- **YOUR ASSIGNMENT**
Return the lines of the data below exactly. Start at the first and end with the line containing "pub fn new(start: u64, len: u64, total: u64)".

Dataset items
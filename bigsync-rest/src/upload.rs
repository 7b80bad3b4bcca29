//! Chunked, resumable uploads of local files
//!
//! A transfer snapshots the source content when opened. Before every chunk the source
//! is re-validated: if it disappeared the transfer fails, if its stamp moved the
//! content is re-read and bookkeeping starts over. Offsets that were already sent
//! replay their recorded size, so re-sending a chunk never double-counts bytes.

use bytes::Bytes;
use std::collections::HashMap;
use std::fmt;
use std::sync::atomic::{AtomicBool, Ordering};
use std::sync::Arc;
use tokio::sync::watch;
use tracing::{debug, info, warn};

use bigsync_model::{ConnectionInfo, LocalFileStore, ResourcePath};

use crate::client::{RestClient, RestRequest};
use crate::errors::{RestError, RestFailure, Result};
use crate::method::Method;

pub const MAX_CHUNK_SIZE: u64 = 1024 * 1024;
pub const CONTENT_RANGE: &str = "Content-Range";

/// A byte range `start..start + len` of a `total`-byte file
#[derive(Debug, Clone, Copy, PartialEq, Eq)]
pub struct ByteRange {
    pub start: u64,
    pub len: u64,
    pub total: u64,
}

impl ByteRange {
    pub fn new(start: u64, len: u64, total: u64) -> Self {
        Self { start, len, total }
    }

    /// Inclusive last byte; an empty range reports its start
    pub fn end(&self) -> u64 {
        (self.start + self.len).saturating_sub(1).max(self.start)
    }

    /// Parse `bytes start-end/total`
    pub fn parse(header: &str) -> Option<Self> {
        let spec = header.trim().strip_prefix("bytes")?.trim();
        let (span, total) = spec.split_once('/')?;
        let (start, end) = span.split_once('-')?;
        let start: u64 = start.trim().parse().ok()?;
        let end: u64 = end.trim().parse().ok()?;
        let total: u64 = total.trim().parse().ok()?;
        if end < start {
            return None;
        }
        Some(Self::new(start, end - start + 1, total))
    }
}

impl fmt::Display for ByteRange {
    fn fmt(&self, f: &mut fmt::Formatter<'_>) -> fmt::Result {
        write!(f, "bytes {}-{}/{}", self.start, self.end(), self.total)
    }
}

#[derive(Debug, Clone, Copy, PartialEq, Eq)]
pub enum TransferState {
    Uninitialized,
    Transferring,
    Complete,
    Failed,
}

#[derive(Debug, Clone, PartialEq)]
pub struct UploadProgress {
    pub sent: u64,
    pub total: u64,
    pub state: TransferState,
}

impl Default for UploadProgress {
    fn default() -> Self {
        Self {
            sent: 0,
            total: 0,
            state: TransferState::Uninitialized,
        }
    }
}

/// Cooperative cancellation, checked between chunks
#[derive(Debug, Clone, Default)]
pub struct CancelFlag(Arc<AtomicBool>);

impl CancelFlag {
    pub fn new() -> Self {
        Self::default()
    }

    pub fn cancel(&self) {
        self.0.store(true, Ordering::SeqCst);
    }

    pub fn is_cancelled(&self) -> bool {
        self.0.load(Ordering::SeqCst)
    }
}

#[derive(Debug, Clone)]
pub struct Chunk {
    pub range: ByteRange,
    pub data: Bytes,
    pub single_shot: bool,
}

/// Bookkeeping of one upload
#[derive(Debug)]
pub struct TransferInfo {
    source: ResourcePath,
    content: Bytes,
    total: u64,
    remaining: u64,
    sent_chunks: HashMap<u64, u64>,
    stamp: i64,
    state: TransferState,
    error: Option<RestError>,
}

impl TransferInfo {
    pub fn new(source: ResourcePath) -> Self {
        Self {
            source,
            content: Bytes::new(),
            total: 0,
            remaining: 0,
            sent_chunks: HashMap::new(),
            stamp: 0,
            state: TransferState::Uninitialized,
            error: None,
        }
    }

    /// Snapshot the source and reset all bookkeeping
    pub fn open(&mut self, store: &dyn LocalFileStore) -> Result<()> {
        if !store.exists(&self.source) {
            return Err(RestError::Io(format!("{} does not exist", self.source)));
        }
        self.content = Bytes::from(store.read_all(&self.source)?);
        self.stamp = store.modification_stamp(&self.source)?;
        self.total = self.content.len() as u64;
        self.remaining = self.total;
        self.sent_chunks.clear();
        self.state = TransferState::Transferring;
        debug!("Opened {} for upload ({} bytes)", self.source, self.total);
        Ok(())
    }

    /// Make sure the snapshot still matches the source; reopen when it changed
    pub fn revalidate(&mut self, store: &dyn LocalFileStore) -> Result<()> {
        if self.state == TransferState::Uninitialized {
            return self.open(store);
        }
        if !store.exists(&self.source) {
            return Err(RestError::Io(format!("{} was removed during upload", self.source)));
        }
        let stamp = store.modification_stamp(&self.source)?;
        if stamp != self.stamp {
            info!("{} changed during upload, restarting", self.source);
            self.open(store)?;
        }
        Ok(())
    }

    /// Range the next chunk should cover, `None` when the whole file fits one request
    pub fn next_range(&self, max_chunk: u64) -> Option<ByteRange> {
        if self.total <= max_chunk {
            return None;
        }
        let start = self.total - self.remaining;
        Some(ByteRange::new(start, self.remaining.min(max_chunk), self.total))
    }

    /// Cut the chunk for `requested`. An offset that was already sent replays its
    /// recorded size and leaves `remaining` untouched.
    pub fn take_chunk(&mut self, requested: Option<ByteRange>, max_chunk: u64) -> Result<Chunk> {
        let (range, single_shot) = match requested {
            None => (ByteRange::new(0, self.total.min(max_chunk), self.total), true),
            Some(range) => {
                if range.len > max_chunk {
                    return Err(RestError::Protocol {
                        status: 416,
                        message: format!(
                            "requested chunk of {} bytes exceeds the maximum of {}",
                            range.len, max_chunk
                        ),
                    });
                }
                match self.sent_chunks.get(&range.start) {
                    Some(&recorded) => (ByteRange::new(range.start, recorded, self.total), false),
                    None => {
                        self.sent_chunks.insert(range.start, range.len);
                        self.remaining = self.remaining.saturating_sub(range.len);
                        (ByteRange::new(range.start, range.len, self.total), false)
                    }
                }
            }
        };

        let end = range.start + range.len;
        if end > self.total {
            return Err(RestError::Protocol {
                status: 416,
                message: format!("range {} is outside of {} bytes", range, self.total),
            });
        }
        Ok(Chunk {
            range,
            data: self.content.slice(range.start as usize..end as usize),
            single_shot,
        })
    }

    /// Record a delivered chunk
    pub fn acknowledge(&mut self, chunk: &Chunk) {
        if chunk.single_shot || self.remaining == 0 {
            self.state = TransferState::Complete;
            self.content = Bytes::new();
        }
    }

    pub fn fail(&mut self, error: RestError) {
        self.state = TransferState::Failed;
        self.error = Some(error);
        self.content = Bytes::new();
    }

    pub fn state(&self) -> TransferState {
        self.state
    }

    pub fn error(&self) -> Option<&RestError> {
        self.error.as_ref()
    }

    pub fn total(&self) -> u64 {
        self.total
    }

    pub fn remaining(&self) -> u64 {
        self.remaining
    }

    pub fn progress(&self) -> UploadProgress {
        let sent = match self.state {
            TransferState::Complete => self.total,
            _ => self.total - self.remaining,
        };
        UploadProgress {
            sent,
            total: self.total,
            state: self.state,
        }
    }
}

#[derive(Debug, Clone, PartialEq, Eq)]
pub struct UploadSummary {
    pub bytes: u64,
    pub chunks: usize,
}

#[derive(Clone)]
pub struct ChunkedUploader {
    client: RestClient,
    store: Arc<dyn LocalFileStore>,
    max_chunk: u64,
}

impl ChunkedUploader {
    pub fn new(client: RestClient, store: Arc<dyn LocalFileStore>, max_chunk: u64) -> Self {
        Self {
            client,
            store,
            max_chunk: max_chunk.max(1),
        }
    }

    pub fn max_chunk(&self) -> u64 {
        self.max_chunk
    }

    /// Upload `source` to `uri` chunk by chunk. Progress (including the terminal state)
    /// is published on `progress` when given.
    pub async fn upload(
        &self,
        connection: &ConnectionInfo,
        method: Method,
        uri: &str,
        source: &ResourcePath,
        progress: Option<&watch::Sender<UploadProgress>>,
        cancel: &CancelFlag,
    ) -> std::result::Result<UploadSummary, RestFailure> {
        let mut info = TransferInfo::new(source.clone());
        let mut chunks = 0;

        loop {
            match self.next(&mut info, connection, method, uri, cancel).await {
                Ok(()) => {
                    chunks += 1;
                    publish(progress, &info);
                    if info.state() == TransferState::Complete {
                        info!("Uploaded {} ({} bytes, {} chunks)", source, info.total(), chunks);
                        return Ok(UploadSummary {
                            bytes: info.total(),
                            chunks,
                        });
                    }
                }
                Err(failure) => {
                    match failure.error {
                        RestError::Cancelled => info!("Upload of {} cancelled", source),
                        ref error => warn!("Upload of {} failed: {}", source, error),
                    }
                    info.fail(failure.error.clone());
                    publish(progress, &info);
                    return Err(failure);
                }
            }
        }
    }

    async fn next(
        &self,
        info: &mut TransferInfo,
        connection: &ConnectionInfo,
        method: Method,
        uri: &str,
        cancel: &CancelFlag,
    ) -> std::result::Result<(), RestFailure> {
        let local = |error: RestError| RestFailure::new(error, method, uri);
        if cancel.is_cancelled() {
            return Err(local(RestError::Cancelled));
        }
        info.revalidate(self.store.as_ref()).map_err(local)?;
        let requested = info.next_range(self.max_chunk);
        let chunk = info.take_chunk(requested, self.max_chunk).map_err(local)?;

        debug!("Sending {} of {}", chunk.range, info.source);
        let request = RestRequest::octets(method, uri, chunk.data.clone())
            .header(CONTENT_RANGE, chunk.range.to_string());
        self.client.send(connection, request).await?;
        info.acknowledge(&chunk);
        Ok(())
    }
}

fn publish(progress: Option<&watch::Sender<UploadProgress>>, info: &TransferInfo) {
    if let Some(sender) = progress {
        sender.send_replace(info.progress());
    }
}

- **ANSWER BOX**
filename bigsync-rest/src/upload.rs
repository 7b80bad3b4bcca29
//! Chunked, resumable uploads of local files
//!
//! A transfer snapshots the source content when opened. Before every chunk the source
//! is re-validated: if it disappeared the transfer fails, if its stamp moved the
//! content is re-read and bookkeeping starts over. Offsets that were already sent
//! replay their recorded size, so re-sending a chunk never double-counts bytes.

use bytes::Bytes;
use std::collections::HashMap;
use std::fmt;
use std::sync::atomic::{AtomicBool, Ordering};
use std::sync::Arc;
use tokio::sync::watch;
use tracing::{debug, info, warn};

use bigsync_model::{ConnectionInfo, LocalFileStore, ResourcePath};

use crate::client::{RestClient, RestRequest};
use crate::errors::{RestError, RestFailure, Result};
use crate::method::Method;

pub const MAX_CHUNK_SIZE: u64 = 1024 * 1024;
pub const CONTENT_RANGE: &str = "Content-Range";

/// A byte range `start..start + len` of a `total`-byte file
#[derive(Debug, Clone, Copy, PartialEq, Eq)]
pub struct ByteRange {
    pub start: u64,
    pub len: u64,
    pub total: u64,
}

impl ByteRange {
    pub fn new(start: u64, len: u64, total: u64) -> Self {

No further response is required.